WHAT YOU WILL DO
Without changing anything, output the records below.

RECORDS
****************************************

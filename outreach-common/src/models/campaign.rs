//! Campaign and sequence step types

use chrono::{DateTime, Utc};
use serde::{Deserialize, Serialize};
use std::fmt;
use std::str::FromStr;
use uuid::Uuid;

use crate::Error;

/// Campaign lifecycle status
///
/// Campaigns are never hard-deleted; `Cancelled` is the soft-delete state.
#[derive(Debug, Clone, Copy, PartialEq, Eq, Serialize, Deserialize)]
#[serde(rename_all = "snake_case")]
pub enum CampaignStatus {
    Draft,
    Active,
    Paused,
    Completed,
    Cancelled,
}

impl CampaignStatus {
    pub fn as_str(&self) -> &'static str {
        match self {
            CampaignStatus::Draft => "draft",
            CampaignStatus::Active => "active",
            CampaignStatus::Paused => "paused",
            CampaignStatus::Completed => "completed",
            CampaignStatus::Cancelled => "cancelled",
        }
    }
}

impl fmt::Display for CampaignStatus {
    fn fmt(&self, f: &mut fmt::Formatter<'_>) -> fmt::Result {
        f.write_str(self.as_str())
    }
}

impl FromStr for CampaignStatus {
    type Err = Error;

    fn from_str(s: &str) -> Result<Self, Self::Err> {
        match s {
            "draft" => Ok(CampaignStatus::Draft),
            "active" => Ok(CampaignStatus::Active),
            "paused" => Ok(CampaignStatus::Paused),
            "completed" => Ok(CampaignStatus::Completed),
            "cancelled" => Ok(CampaignStatus::Cancelled),
            other => Err(Error::InvalidInput(format!(
                "Unknown campaign status: {}",
                other
            ))),
        }
    }
}

/// Body variant selector for a sequence step
///
/// Unknown type names are kept verbatim and render with the generic
/// follow-up skeleton.
#[derive(Debug, Clone, PartialEq, Eq, Serialize, Deserialize)]
#[serde(from = "String", into = "String")]
pub enum StepType {
    InitialOutreach,
    ValueBomb,
    DemoInvite,
    FollowUp(String),
}

impl StepType {
    pub fn as_str(&self) -> &str {
        match self {
            StepType::InitialOutreach => "initial_outreach",
            StepType::ValueBomb => "value_bomb",
            StepType::DemoInvite => "demo_invite",
            StepType::FollowUp(name) => name,
        }
    }
}

impl From<String> for StepType {
    fn from(s: String) -> Self {
        match s.as_str() {
            "initial_outreach" => StepType::InitialOutreach,
            "value_bomb" => StepType::ValueBomb,
            "demo_invite" => StepType::DemoInvite,
            _ => StepType::FollowUp(s),
        }
    }
}

impl From<StepType> for String {
    fn from(t: StepType) -> Self {
        t.as_str().to_string()
    }
}

impl fmt::Display for StepType {
    fn fmt(&self, f: &mut fmt::Formatter<'_>) -> fmt::Result {
        f.write_str(self.as_str())
    }
}

/// One templated email at a fixed position in a campaign's sequence
#[derive(Debug, Clone, PartialEq, Eq, Serialize, Deserialize)]
pub struct SequenceStep {
    /// Step identifier reported back to operators (usually 1-based)
    pub step: u32,
    #[serde(rename = "type")]
    pub step_type: StepType,
    /// Subject template; `{{business_name}}` is substituted per contact
    #[serde(default, skip_serializing_if = "Option::is_none")]
    pub subject: Option<String>,
}

/// Campaign record
///
/// Contacts live in their own table and are loaded separately.
#[derive(Debug, Clone, Serialize, Deserialize)]
pub struct Campaign {
    pub id: Uuid,
    pub name: String,
    pub description: String,
    pub status: CampaignStatus,
    pub sequence: Vec<SequenceStep>,
    /// Incremented only after a confirmed-successful send
    pub emails_sent: i64,
    pub created_at: DateTime<Utc>,
    pub updated_at: DateTime<Utc>,
}

impl Campaign {
    pub fn new(name: impl Into<String>, description: impl Into<String>, sequence: Vec<SequenceStep>) -> Self {
        let now = Utc::now();
        Self {
            id: Uuid::new_v4(),
            name: name.into(),
            description: description.into(),
            status: CampaignStatus::Draft,
            sequence,
            emails_sent: 0,
            created_at: now,
            updated_at: now,
        }
    }

    /// Look up a step by its 1-based position in the sequence
    pub fn step_at(&self, step_number: usize) -> Option<&SequenceStep> {
        step_number
            .checked_sub(1)
            .and_then(|idx| self.sequence.get(idx))
    }

    /// The sequence may only be replaced while the campaign is a draft
    pub fn sequence_is_mutable(&self) -> bool {
        self.status == CampaignStatus::Draft
    }
}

****************************************

RESPONSE AREA
filename outreach-common/src/models/campaign.rs
//! Campaign and sequence step types

use chrono::{DateTime, Utc};
use serde::{Deserialize, Serialize};
use std::fmt;
use std::str::FromStr;
use uuid::Uuid;

use crate::Error;

/// Campaign lifecycle status
///
/// Campaigns are never hard-deleted; `Cancelled` is the soft-delete state.
#[derive(Debug, Clone, Copy, PartialEq, Eq, Serialize, Deserialize)]
#[serde(rename_all = "snake_case")]
pub enum CampaignStatus {
    Draft,
    Active,
    Paused,
    Completed,
    Cancelled,
}

impl CampaignStatus {
    pub fn as_str(&self) -> &'static str {
        match self {
            CampaignStatus::Draft => "draft",
            CampaignStatus::Active => "active",
            CampaignStatus::Paused => "paused",
            CampaignStatus::Completed => "completed",
            CampaignStatus::Cancelled => "cancelled",
        }
    }
}

impl fmt::Display for CampaignStatus {
    fn fmt(&self, f: &mut fmt::Formatter<'_>) -> fmt::Result {
        f.write_str(self.as_str())
    }
}

impl FromStr for CampaignStatus {
    type Err = Error;

    fn from_str(s: &str) -> Result<Self, Self::Err> {
        match s {
            "draft" => Ok(CampaignStatus::Draft),
            "active" => Ok(CampaignStatus::Active),
            "paused" => Ok(CampaignStatus::Paused),
            "completed" => Ok(CampaignStatus::Completed),
            "cancelled" => Ok(CampaignStatus::Cancelled),
            other => Err(Error::InvalidInput(format!(
                "Unknown campaign status: {}",
                other
            ))),
        }
    }
}

/// Body variant selector for a sequence step
///
/// Unknown type names are kept verbatim and render with the generic
/// follow-up skeleton.
#[derive(Debug, Clone, PartialEq, Eq, Serialize, Deserialize)]
#[serde(from = "String", into = "String")]
pub enum StepType {
    InitialOutreach,
    ValueBomb,
    DemoInvite,
    FollowUp(String),
}

impl StepType {
    pub fn as_str(&self) -> &str {
        match self {
            StepType::InitialOutreach => "initial_outreach",
            StepType::ValueBomb => "value_bomb",
            StepType::DemoInvite => "demo_invite",
            StepType::FollowUp(name) => name,
        }
    }
}

impl From<String> for StepType {
    fn from(s: String) -> Self {
        match s.as_str() {
            "initial_outreach" => StepType::InitialOutreach,
            "value_bomb" => StepType::ValueBomb,
            "demo_invite" => StepType::DemoInvite,
            _ => StepType::FollowUp(s),
        }
    }
}

impl From<StepType> for String {
    fn from(t: StepType) -> Self {
        t.as_str().to_string()
    }
}

impl fmt::Display for StepType {
    fn fmt(&self, f: &mut fmt::Formatter<'_>) -> fmt::Result {
        f.write_str(self.as_str())
    }
}

/// One templated email at a fixed position in a campaign's sequence
#[derive(Debug, Clone, PartialEq, Eq, Serialize, Deserialize)]
pub struct SequenceStep {
    /// Step identifier reported back to operators (usually 1-based)
    pub step: u32,
    #[serde(rename = "type")]
    pub step_type: StepType,
    /// Subject template; `{{business_name}}` is substituted per contact
    #[serde(default, skip_serializing_if = "Option::is_none")]
    pub subject: Option<String>,
}

/// Campaign record
///
/// Contacts live in their own table and are loaded separately.
#[derive(Debug, Clone, Serialize, Deserialize)]
pub struct Campaign {
    pub id: Uuid,
    pub name: String,
    pub description: String,
    pub status: CampaignStatus,
    pub sequence: Vec<SequenceStep>,
    /// Incremented only after a confirmed-successful send
    pub emails_sent: i64,
    pub created_at: DateTime<Utc>,
    pub updated_at: DateTime<Utc>,
}

impl Campaign {
    pub fn new(name: impl Into<String>, description: impl Into<String>, sequence: Vec<SequenceStep>) -> Self {
        let now = Utc::now();
        Self {
            id: Uuid::new_v4(),
            name: name.into(),
            description: description.into(),
            status: CampaignStatus::Draft,
            sequence,
            emails_sent: 0,
            created_at: now,
            updated_at: now,
        }
    }

    /// Look up a step by its 1-based position in the sequence
    pub fn step_at(&self, step_number: usize) -> Option<&SequenceStep> {
        step_number
            .checked_sub(1)
            .and_then(|idx| self.sequence.get(idx))
    }

    /// The sequence may only be replaced while the campaign is a draft
    pub fn sequence_is_mutable(&self) -> bool {
        self.status == CampaignStatus::Draft
    }
}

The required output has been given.